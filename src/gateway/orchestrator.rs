use std::sync::{Arc, Mutex, MutexGuard};
use std::time::Instant;

use chrono::{DateTime, Duration, SubsecRound, Utc};
use rusqlite::Connection;
use uuid::Uuid;

use super::backend::ChatBackend;
use super::context::{self, PatientContextSnapshot};
use super::types::*;
use super::{fallback, prompt, GatewayConfig, GatewayError};
use crate::db::repository;
use crate::models::enums::MessageRole;
use crate::models::{ChatMessage, MODEL_FALLBACK};

/// Entry point for one chat turn: context, prompt, backend selection,
/// fallback, persistence.
pub struct ChatGateway {
    config: GatewayConfig,
    backend: Arc<dyn ChatBackend>,
    db: Arc<Mutex<Connection>>,
}

impl ChatGateway {
    pub fn new(
        config: GatewayConfig,
        backend: Arc<dyn ChatBackend>,
        db: Arc<Mutex<Connection>>,
    ) -> Self {
        Self { config, backend, db }
    }

    pub fn config(&self) -> &GatewayConfig {
        &self.config
    }

    /// Run one turn. Never fails: errors in the request path become the
    /// per-language apology reply.
    pub async fn chat(&self, request: ChatRequest) -> ChatReply {
        let session_id = request.session_id.clone();
        let language = request.language;

        match self.try_chat(request).await {
            Ok(reply) => reply,
            Err(e) => {
                tracing::error!(session_id = %session_id, error = %e, "Chat request failed");
                ChatReply::apology(session_id, language)
            }
        }
    }

    async fn try_chat(&self, request: ChatRequest) -> Result<ChatReply, GatewayError> {
        let received_at = now_micros();

        let (patient_context, messages) = {
            let conn = self.lock_db()?;
            let patient_context = match request.patient_id.as_deref() {
                Some(patient_id) => {
                    context::load_patient_context(&conn, patient_id, self.config.visit_limit)?
                }
                None => PatientContextSnapshot::empty(),
            };
            let history =
                context::load_session_history(&conn, &request.session_id, self.config.history_limit)?;
            let system = prompt::system_prompt(request.language, &patient_context);
            (
                patient_context,
                prompt::build_messages(system, history, &request.message),
            )
        };

        let completion = self
            .complete(&messages, &request.message, request.model.as_deref())
            .await;
        let is_ai_live = completion.is_ai_live();

        {
            let conn = self.lock_db()?;
            let (user_turn, assistant_turn) = turn_pair(&request, &completion, received_at);
            repository::insert_turn_pair(&conn, &user_turn, &assistant_turn)?;
        }

        let context_used = request.patient_id.is_some() && patient_context.has_visits();

        Ok(ChatReply {
            response: completion.text,
            session_id: request.session_id,
            confidence: if is_ai_live { LIVE_CONFIDENCE } else { FALLBACK_CONFIDENCE },
            reasoning: Some(Reasoning::new(is_ai_live, context_used)),
            is_ai_live,
            ai_model_used: Some(completion.model_used),
            attempts: completion.attempts,
        })
    }

    /// Try candidates in order until one answers; otherwise serve the
    /// fallback library. A requested model replaces the candidate list.
    pub async fn complete(
        &self,
        messages: &[PromptMessage],
        user_message: &str,
        requested_model: Option<&str>,
    ) -> Completion {
        let Some(api_key) = self.config.api_key.as_deref().filter(|k| !k.is_empty()) else {
            tracing::warn!("No completion credential configured, using fallback library");
            return fallback_completion(user_message, Vec::new());
        };

        let candidates: Vec<&str> = match requested_model {
            Some(model) => vec![model],
            None => self.config.candidate_models.iter().map(String::as_str).collect(),
        };

        let mut attempts = Vec::with_capacity(candidates.len());
        for model in candidates {
            let request = CompletionRequest {
                model,
                messages,
                max_tokens: self.config.max_tokens,
                temperature: self.config.temperature,
            };

            let started = Instant::now();
            let result = self.backend.complete(api_key, &request).await;
            let elapsed = started.elapsed();

            match result {
                Ok(text) => {
                    tracing::info!(
                        model = %model,
                        elapsed_ms = elapsed.as_millis() as u64,
                        "Completion succeeded"
                    );
                    attempts.push(ModelAttempt {
                        model: model.to_string(),
                        outcome: AttemptOutcome::Success,
                        elapsed,
                    });
                    return Completion {
                        text,
                        model_used: model.to_string(),
                        attempts,
                    };
                }
                Err(e) => {
                    tracing::warn!(
                        model = %model,
                        elapsed_ms = elapsed.as_millis() as u64,
                        error = %e,
                        "Completion attempt failed"
                    );
                    attempts.push(ModelAttempt {
                        model: model.to_string(),
                        outcome: AttemptOutcome::from(&e),
                        elapsed,
                    });
                }
            }
        }

        tracing::warn!(
            attempts = attempts.len(),
            "All candidate models failed, using fallback library"
        );
        fallback_completion(user_message, attempts)
    }

    fn lock_db(&self) -> Result<MutexGuard<'_, Connection>, GatewayError> {
        self.db.lock().map_err(|_| GatewayError::LockPoisoned)
    }
}

fn fallback_completion(user_message: &str, attempts: Vec<ModelAttempt>) -> Completion {
    Completion {
        text: fallback::fallback_response(user_message),
        model_used: MODEL_FALLBACK.to_string(),
        attempts,
    }
}

/// Stored timestamps carry microsecond precision.
fn now_micros() -> DateTime<Utc> {
    Utc::now().trunc_subsecs(6)
}

fn turn_pair(
    request: &ChatRequest,
    completion: &Completion,
    received_at: DateTime<Utc>,
) -> (ChatMessage, ChatMessage) {
    let user_turn = ChatMessage {
        id: Uuid::new_v4(),
        session_id: request.session_id.clone(),
        user_id: request.user_id.clone(),
        patient_id: request.patient_id.clone(),
        role: MessageRole::User,
        content: request.message.clone(),
        language: request.language,
        timestamp: received_at,
        model_used: None,
        is_ai_live: None,
    };

    let answered_at = now_micros().max(received_at + Duration::microseconds(1));
    let assistant_turn = ChatMessage {
        id: Uuid::new_v4(),
        role: MessageRole::Assistant,
        content: completion.text.clone(),
        timestamp: answered_at,
        model_used: Some(completion.model_used.clone()),
        is_ai_live: Some(completion.is_ai_live()),
        ..user_turn.clone()
    };

    (user_turn, assistant_turn)
}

* _PROBLEM STATEMENT_
Set down the lines of the records exactly, from the first one through the line containing "use crate::db::repository;", and add nothing else.

* _OUTPUT BELOW_
filename src/gateway/orchestrator.rs
use std::sync::{Arc, Mutex, MutexGuard};
use std::time::Instant;

use chrono::{DateTime, Duration, SubsecRound, Utc};
use rusqlite::Connection;
use uuid::Uuid;

use super::backend::ChatBackend;
use super::context::{self, PatientContextSnapshot};
use super::types::*;
use super::{fallback, prompt, GatewayConfig, GatewayError};
use crate::db::repository;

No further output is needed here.